貧困のリアル+“35歳”を救え #134 & #135
blogown 僕はラッキーだと思う。
今のところ、生活困窮している状態ではないし、今まで生活保護を受けることも、路上生活をすることもなかったからだ。
ただ、社会の影の部分は、想像以上に暗いのだということ、そして、機会の扉を開き続ける必要があることを痛感した。
まず、若年層の貧困層は、拠りどころとなる場所が存在しないということが極めて問題を深刻にしているのだと感じた。
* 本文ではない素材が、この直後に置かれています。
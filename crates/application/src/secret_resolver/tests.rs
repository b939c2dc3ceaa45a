use std::collections::BTreeMap;
use std::sync::Arc;

use async_trait::async_trait;
use chrono::{DateTime, TimeZone, Utc};
use serde_json::json;
use tidegate_core::{AppError, AppResult};
use tidegate_domain::{
    DeclaredState, RemoteSecretReference, ResourceKind, ResourceSpecification,
    ResourceSpecificationInput,
};
use tokio::sync::Mutex;

use super::{RegistryCredentials, SecretResolver};
use crate::reconcile_ports::{SecretStore, SecretValue};

struct FakeSecretStore {
    secrets: Mutex<BTreeMap<String, SecretValue>>,
    get_calls: Mutex<Vec<String>>,
}

impl FakeSecretStore {
    fn new(secrets: &[(&str, &str, i64)]) -> Self {
        Self {
            secrets: Mutex::new(
                secrets
                    .iter()
                    .map(|(name, value, seconds)| {
                        (
                            (*name).to_owned(),
                            SecretValue {
                                value: (*value).to_owned(),
                                changed_at: timestamp(*seconds),
                            },
                        )
                    })
                    .collect(),
            ),
            get_calls: Mutex::new(Vec::new()),
        }
    }

    async fn rotate(&self, name: &str, value: &str, seconds: i64) {
        self.secrets.lock().await.insert(
            name.to_owned(),
            SecretValue {
                value: value.to_owned(),
                changed_at: timestamp(seconds),
            },
        );
    }
}

#[async_trait]
impl SecretStore for FakeSecretStore {
    async fn list_items(&self) -> AppResult<BTreeMap<String, DateTime<Utc>>> {
        Ok(self
            .secrets
            .lock()
            .await
            .iter()
            .map(|(name, secret)| (name.clone(), secret.changed_at))
            .collect())
    }

    async fn get(&self, name: &str) -> AppResult<SecretValue> {
        self.get_calls.lock().await.push(name.to_owned());
        self.secrets
            .lock()
            .await
            .get(name)
            .cloned()
            .ok_or_else(|| AppError::NotFound(format!("secret '{name}' does not exist")))
    }
}

fn timestamp(seconds: i64) -> DateTime<Utc> {
    Utc.timestamp_opt(seconds, 0)
        .single()
        .unwrap_or_else(|| unreachable!())
}

fn declared_state(remote_secrets: Vec<RemoteSecretReference>) -> DeclaredState {
    let specification = ResourceSpecification::new(ResourceSpecificationInput {
        kind: ResourceKind::App,
        api_version: "tidegate.io/v1".to_owned(),
        metadata: BTreeMap::from([("name".to_owned(), "foo".to_owned())]),
        payload: json!({"properties": {"configuration": {}}}),
        remote_secrets,
        location_filter: Vec::new(),
        image_replacements: Vec::new(),
    })
    .unwrap_or_else(|_| unreachable!());

    let mut state = DeclaredState::new();
    assert!(state.insert(specification).is_ok());
    state
}

#[tokio::test]
async fn resolve_fails_for_unknown_secret() {
    let resolver = SecretResolver::new(Arc::new(FakeSecretStore::new(&[("known", "v", 1)])));

    let result = resolver
        .resolve(&["known".to_owned(), "missing".to_owned()])
        .await;

    assert!(
        matches!(result, Err(AppError::NotFound(message)) if message == "secret not found \"missing\"")
    );
}

#[tokio::test]
async fn resolve_reads_store_only_when_secret_changed() {
    let store = Arc::new(FakeSecretStore::new(&[("db-password", "first", 1)]));
    let resolver = SecretResolver::new(store.clone());
    let names = vec!["db-password".to_owned()];

    let first = resolver.resolve(&names).await;
    assert_eq!(
        first.ok().and_then(|secrets| secrets.get("db-password").map(str::to_owned)),
        Some("first".to_owned())
    );

    let second = resolver.resolve(&names).await;
    assert!(second.is_ok());
    assert_eq!(store.get_calls.lock().await.len(), 1);

    store.rotate("db-password", "second", 2).await;
    let third = resolver.resolve(&names).await;
    assert_eq!(
        third.ok().and_then(|secrets| secrets.get("db-password").map(str::to_owned)),
        Some("second".to_owned())
    );
    assert_eq!(store.get_calls.lock().await.len(), 2);
}

#[tokio::test]
async fn resolve_without_names_skips_store() {
    let resolver = SecretResolver::new(Arc::new(FakeSecretStore::new(&[])));
    let resolved = resolver.resolve(&[]).await;
    assert!(resolved.is_ok_and(|secrets| secrets.is_empty()));
}

#[tokio::test]
async fn inject_secrets_writes_literal_values() {
    let resolver = SecretResolver::new(Arc::new(FakeSecretStore::new(&[("remote-db", "s3cret", 1)])));
    let mut state = declared_state(vec![RemoteSecretReference::new("db", "remote-db")]);
    let secrets = resolver
        .resolve(&state.unique_remote_secret_names())
        .await
        .unwrap_or_else(|_| unreachable!());

    assert!(resolver.inject_secrets(&mut state, "foo", &secrets).is_ok());

    let payload = state
        .get("foo")
        .map(|specification| specification.payload().clone())
        .unwrap_or_default();
    assert_eq!(
        payload["properties"]["configuration"]["secrets"],
        json!([{"name": "db", "value": "s3cret"}])
    );
}

#[tokio::test]
async fn inject_secrets_rejects_duplicate_secret_names() {
    let resolver = SecretResolver::new(Arc::new(FakeSecretStore::new(&[("remote-db", "s3cret", 1)])));
    let mut state = declared_state(vec![
        RemoteSecretReference::new("db", "remote-db"),
        RemoteSecretReference::new("db", "remote-db"),
    ]);
    let secrets = resolver
        .resolve(&state.unique_remote_secret_names())
        .await
        .unwrap_or_else(|_| unreachable!());

    let result = resolver.inject_secrets(&mut state, "foo", &secrets);
    assert!(matches!(result, Err(AppError::Conflict(_))));
}

#[tokio::test]
async fn inject_registry_adds_credentials_once() {
    let resolver = SecretResolver::new(Arc::new(FakeSecretStore::new(&[])));
    let mut state = declared_state(Vec::new());
    let registry = RegistryCredentials {
        server: "registry.example.com".to_owned(),
        username: "puller".to_owned(),
        password: "hunter2".to_owned(),
    };

    assert!(resolver.inject_registry(&mut state, "foo", &registry).is_ok());
    let second = resolver.inject_registry(&mut state, "foo", &registry);
    assert!(second.is_err());

    let payload = state
        .get("foo")
        .map(|specification| specification.payload().clone())
        .unwrap_or_default();
    assert_eq!(
        payload["properties"]["configuration"]["registries"][0]["passwordSecretRef"],
        json!("azcagit-reg-cred")
    );
    assert!(!format!("{registry:?}").contains("hunter2"));
}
10代や20代前半の貧困層は、親に頼れない状態の若者たちがほとんど。
児童養護施設の出身者も多く、家族がいない、家族がいるとしても親が生活保護を受けている。
もしくは親もホームレスになっている。
実家で肉体的、精神的な虐待があったりするケースもあるそう。
そして、いったん路上生活者になってしまうと、住所を失ってしまうので、再就職が極端に困難になり、住居なくして仕事には就けない。
自立支援センターが2000年にできたが、入居希望者が定員を大きく上回るため、抽選で当たるまで待つ必要があったりと、「命のくじ引き」が行われているそう。
実際、自立支援センターからアパートを借りて独立できるのは、三割程度といわれており、二割は住み込みの仕事へ、残り五割の多くはまた路上生活者へ逆戻りという。
運よく仕事を見つけられた人も警備や建築関係など日雇いの不安定な仕事に従事していて生活は安定しない。
住み込みであっても結局その職場をクビになったら、また路上生活。
そういうプロセスで、一度転落すると、抜け出せない仕組みになっているというのだ。
本書のオビが端的にこの問題を描き出している。
貧困はアリ地獄だ!!
働けど、働けど低賃金、
足を踏み外せば路上生活者
セーフティネットは穴だらけ!!
その一方で、貧困層ではない層、一般的な若者も、これまでの生活設計ではやっていけない面も出てきている。
たとえば、勤務先の会社の倒産。
必死の職探しで正社員で再就職したとしても、給与カットやリストラが待ち構えている。
不安で子供も持てない。
正社員から派遣社員へ。
一度、非正規社員になってしまうと、その後、正社員としての再就職をしたくても、なかなか抜け出せない。
不安定で、未来に希望が見出せない。
そんな現在の日本を象徴するような2冊。
ポジティブな戦略性、そして、国家レベルでの政策が必要なのだろう。
貧困のリアル 稲葉 剛 (著), 冨樫 匡孝 (著) #134 You can buy this book on amazon.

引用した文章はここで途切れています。